Care of the Incision

If you have a post-surgical bandage, remove per your surgeon's instructions (often within 48 hours). Once the bandage is removed, you may shower, but do not scrub the incision. To dry, carefully pat the incision with a clean towel. Avoid lotions, powders or deodorant on or near the incision during the first 1-2 weeks until it is fully closed.

Most surgeons use dissolvable sutures so you won't see any sutures and they don't need to be removed. On the outside, some surgeons use surgical glue over the incision to give added protection, others use paper tape called "steri-strips" while some use nothing at all. Both glue and steri-strips can get wet in the shower.

How Can I Help Myself?

Walking is good. Take rest periods throughout the day as needed. Move your arm on the side of surgery as naturally as possible; do not feel as if you have to guard the area.

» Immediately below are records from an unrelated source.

//! Presentation surface seam.
//!
//! The engine never renders anything itself. It hands [`Frame`]s to a
//! [`Surface`] and blocks on [`Surface::await_key`]; a window, a terminal or a
//! scripted fake can sit behind the trait.

use std::path::Path;
use std::time::Duration;

use cogex_core::Key;
use thiserror::Error;

#[derive(Debug, Error)]
pub enum SurfaceError {
    /// The surface was torn down while the engine was waiting on it.
    #[error("surface closed")]
    Closed,
    #[error(transparent)]
    Io(#[from] std::io::Error),
    #[error("{0}")]
    Other(String),
}

/// One screenful handed to the surface.
#[derive(Debug, Clone, Copy, PartialEq)]
pub enum Frame<'a> {
    /// Image drawn at `width` x `height` pixels. A negative height mirrors it
    /// vertically.
    Image {
        path: &'a Path,
        width: i32,
        height: i32,
    },
    Text(&'a str),
    Blank,
}

pub trait Surface {
    /// Replaces whatever is on screen with `frame` and returns once it is visible.
    fn show(&mut self, frame: Frame<'_>) -> Result<(), SurfaceError>;

    /// Blocks until one of `allowed` is pressed (any key when `allowed` is
    /// empty). Returns `None` if `timeout` elapses first.
    fn await_key(
        &mut self,
        allowed: &[Key],
        timeout: Option<Duration>,
    ) -> Result<Option<Key>, SurfaceError>;
}

impl<S: Surface + ?Sized> Surface for &mut S {
    fn show(&mut self, frame: Frame<'_>) -> Result<(), SurfaceError> {
        (**self).show(frame)
    }

    fn await_key(
        &mut self,
        allowed: &[Key],
        timeout: Option<Duration>,
    ) -> Result<Option<Key>, SurfaceError> {
        (**self).await_key(allowed, timeout)
    }
}

#[cfg(any(test, feature = "test-support"))]
pub use scripted::{Input, ScriptedSurface, Shown};

#[cfg(any(test, feature = "test-support"))]
mod scripted {
    use std::collections::VecDeque;
    use std::path::PathBuf;
    use std::time::Duration;

    use cogex_core::Key;
    use cogex_timing::{ManualTimer, Timer};

    use super::{Frame, Surface, SurfaceError};

    /// A scripted participant input.
    #[derive(Debug, Clone, PartialEq)]
    pub enum Input {
        /// Press `key` after `after` has passed on the shared clock.
        Press { key: Key, after: Duration },
        /// Let the response window run out.
        Wait,
    }

    /// Owned record of a frame the engine showed.
    #[derive(Debug, Clone, PartialEq)]
    pub enum Shown {
        Image { path: PathBuf, inverted: bool },
        Text(String),
        Blank,
    }

    /// Headless surface replaying scripted input against a [`ManualTimer`].
    ///
    /// Keys outside the allowed set are skipped, like a real keyboard wait.
    /// Running out of script behaves like the window being closed.
    #[derive(Debug, Default)]
    pub struct ScriptedSurface {
        pub inputs: VecDeque<Input>,
        pub shown: Vec<Shown>,
        pub clock: ManualTimer,
    }

    impl ScriptedSurface {
        pub fn new(clock: ManualTimer) -> Self {
            Self {
                clock,
                ..Self::default()
            }
        }

        pub fn press(mut self, key: &str, after: Duration) -> Self {
            self.inputs.push_back(Input::Press {
                key: Key::new(key),
                after,
            });
            self
        }

        pub fn press_many(mut self, keys: &[&str], after: Duration) -> Self {
            for key in keys {
                self = self.press(key, after);
            }
            self
        }

        pub fn wait(mut self) -> Self {
            self.inputs.push_back(Input::Wait);
            self
        }

        pub fn texts(&self) -> Vec<&str> {
            self.shown
                .iter()
                .filter_map(|shown| match shown {
                    Shown::Text(text) => Some(text.as_str()),
                    _ => None,
                })
                .collect()
        }
    }

    impl Surface for ScriptedSurface {
        fn show(&mut self, frame: Frame<'_>) -> Result<(), SurfaceError> {
            self.shown.push(match frame {
                Frame::Image { path, height, .. } => Shown::Image {
                    path: path.to_path_buf(),
                    inverted: height < 0,
                },
                Frame::Text(text) => Shown::Text(text.to_string()),
                Frame::Blank => Shown::Blank,
            });
            Ok(())
        }

        fn await_key(
            &mut self,
            allowed: &[Key],
            timeout: Option<Duration>,
        ) -> Result<Option<Key>, SurfaceError> {
            while let Some(input) = self.inputs.pop_front() {
                match input {
                    Input::Press { key, after } => {
                        if let Some(limit) = timeout {
                            if after > limit {
                                self.clock.sleep(limit);
                                return Ok(None);
                            }
                        }
                        self.clock.sleep(after);
                        if allowed.is_empty() || allowed.contains(&key) {
                            return Ok(Some(key));
                        }
                    }
                    Input::Wait => match timeout {
                        Some(limit) => {
                            self.clock.sleep(limit);
                            return Ok(None);
                        }
                        None => return Err(SurfaceError::Closed),
                    },
                }
            }
            Err(SurfaceError::Closed)
        }
    }
}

Deep breathing and relaxation are important to help with pain, keep lungs healthy after anesthesia and promote good drainage of lymphatic fluid. Try to perform deep breathing and relaxation exercises several times a day in the first week, or whenever you notice you are particularly tense.

  • A simple exercise to do on your own: While sitting, close your eyes and take 5-10 slow deep breaths. Relax your muscles. Slowly roll your head and shoulders.
  • Find more relaxation exercises on OncoLink.

This hand-out provides general information only. Please be sure to discuss the specifics of your surgical plan and recovery with your surgeon.